▸ What to produce
Give the lines below again exactly, starting with the line that holds "repository 8ab5525bfc480571" and going on through the line that holds "const RULE_WIDTH: usize = 40;".

Information supplied section start

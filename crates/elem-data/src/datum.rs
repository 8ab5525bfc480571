//! Immutable physical quantity with units and provenance.

use crate::units::{self, UnitError};
use rust_decimal::Decimal;
use rust_decimal::prelude::ToPrimitive;
use std::fmt;

const RULE_WIDTH: usize = 40;

/// One literature value: label, units, decimal value, and where it came from.
///
/// The value is held as a [`Decimal`] so that significant figures published in
/// the source survive storage and unit conversion. Fields are private; a
/// `Datum` never changes after construction.
#[derive(Debug, Clone, PartialEq, Eq)]
#[cfg_attr(feature = "serde", derive(serde::Serialize, serde::Deserialize))]
pub struct Datum {
    label: String,
    units: String,
    value: Decimal,
    comment: Option<String>,
    doi: Option<String>,
}

impl Datum {
    pub fn new(label: impl Into<String>, units: impl Into<String>, value: Decimal) -> Self {
        Self {
            label: label.into(),
            units: units.into(),
            value,
            comment: None,
            doi: None,
        }
    }

    /// Attach a free-text comment (uncertainty note, alias rationale, ...).
    pub fn with_comment(mut self, comment: impl Into<String>) -> Self {
        self.comment = Some(comment.into());
        self
    }

    /// Attach the DOI of the publication the value was taken from.
    pub fn with_doi(mut self, doi: impl Into<String>) -> Self {
        self.doi = Some(doi.into());
        self
    }

    pub fn label(&self) -> &str {
        &self.label
    }

    pub fn units(&self) -> &str {
        &self.units
    }

    pub fn value(&self) -> Decimal {
        self.value
    }

    pub fn comment(&self) -> Option<&str> {
        self.comment.as_deref()
    }

    pub fn doi(&self) -> Option<&str> {
        self.doi.as_deref()
    }

    /// Value rescaled into `units`.
    ///
    /// Stays in decimal arithmetic; the only rounding is the conversion ratio's
    /// own (at most one decimal division, see [`units::conversion_factor`]).
    pub fn to_units(&self, units: &str) -> Result<Decimal, UnitError> {
        units::convert(self.value, &self.units, units)
    }

    /// Value rescaled into `units` and narrowed to `f64`.
    pub fn to_f64_units(&self, units: &str) -> Result<f64, UnitError> {
        let value = self.to_units(units)?;
        // Decimal always fits in f64's range
        Ok(value.to_f64().unwrap_or(f64::NAN))
    }

    /// A new datum expressed in `units`, keeping label and provenance.
    pub fn converted(&self, units: &str) -> Result<Datum, UnitError> {
        let canonical = units::lookup_unit(units)?.name;
        Ok(Datum {
            label: self.label.clone(),
            units: canonical.to_string(),
            value: self.to_units(units)?,
            comment: self.comment.clone(),
            doi: self.doi.clone(),
        })
    }
}

impl fmt::Display for Datum {
    fn fmt(&self, f: &mut fmt::Formatter<'_>) -> fmt::Result {
        let rule = "-".repeat(RULE_WIDTH);
        writeln!(f, "{rule}")?;
        writeln!(
            f,
            "{:^width$}",
            format!("Datum {}", self.label),
            width = RULE_WIDTH
        )?;
        writeln!(f, "{rule}")?;
        writeln!(f, "Data:     {}", self.value)?;
        writeln!(f, "Units:    [{}]", self.units)?;
        writeln!(f, "doi:      {}", self.doi.as_deref().unwrap_or("None"))?;
        writeln!(f, "Comment:  {}", self.comment.as_deref().unwrap_or(""))?;
        write!(f, "{rule}")
    }
}

/// Aligned listing of many datums, sorted by key.
///
/// Each line reads `"<key>" => <value, 12 decimals> [<units>]`, followed by the
/// comment when one is present. Output is deterministic for a given input set.
pub fn print_variables<'a, I>(vars: I) -> String
where
    I: IntoIterator<Item = (&'a str, &'a Datum)>,
{
    let mut entries: Vec<(&str, &Datum)> = vars.into_iter().collect();
    entries.sort_by(|a, b| a.0.cmp(b.0));

    let mut text = vec![
        String::new(),
        "  Variable Map:".to_string(),
        format!("  {}", "-".repeat(76)),
    ];

    if entries.is_empty() {
        text.push("  (none)".to_string());
        return text.join("\n");
    }

    let key_width = entries.iter().map(|(k, _)| k.len()).max().unwrap_or(0) + 2;
    for (key, datum) in entries {
        let quoted = format!("\"{key}\"");
        let value = format!("{:.12}", datum.value);
        let mut line = format!(
            "  {quoted:<key_width$} => {value:>20} [{}]",
            datum.units
        );
        if let Some(comment) = &datum.comment {
            line.push_str("  ");
            line.push_str(comment);
        }
        text.push(line);
    }
    text.push(String::new());
    text.join("\n")
}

Information supplied section end

▸ Completed task
repository 8ab5525bfc480571
//! Immutable physical quantity with units and provenance.

use crate::units::{self, UnitError};
use rust_decimal::Decimal;
use rust_decimal::prelude::ToPrimitive;
use std::fmt;

const RULE_WIDTH: usize = 40;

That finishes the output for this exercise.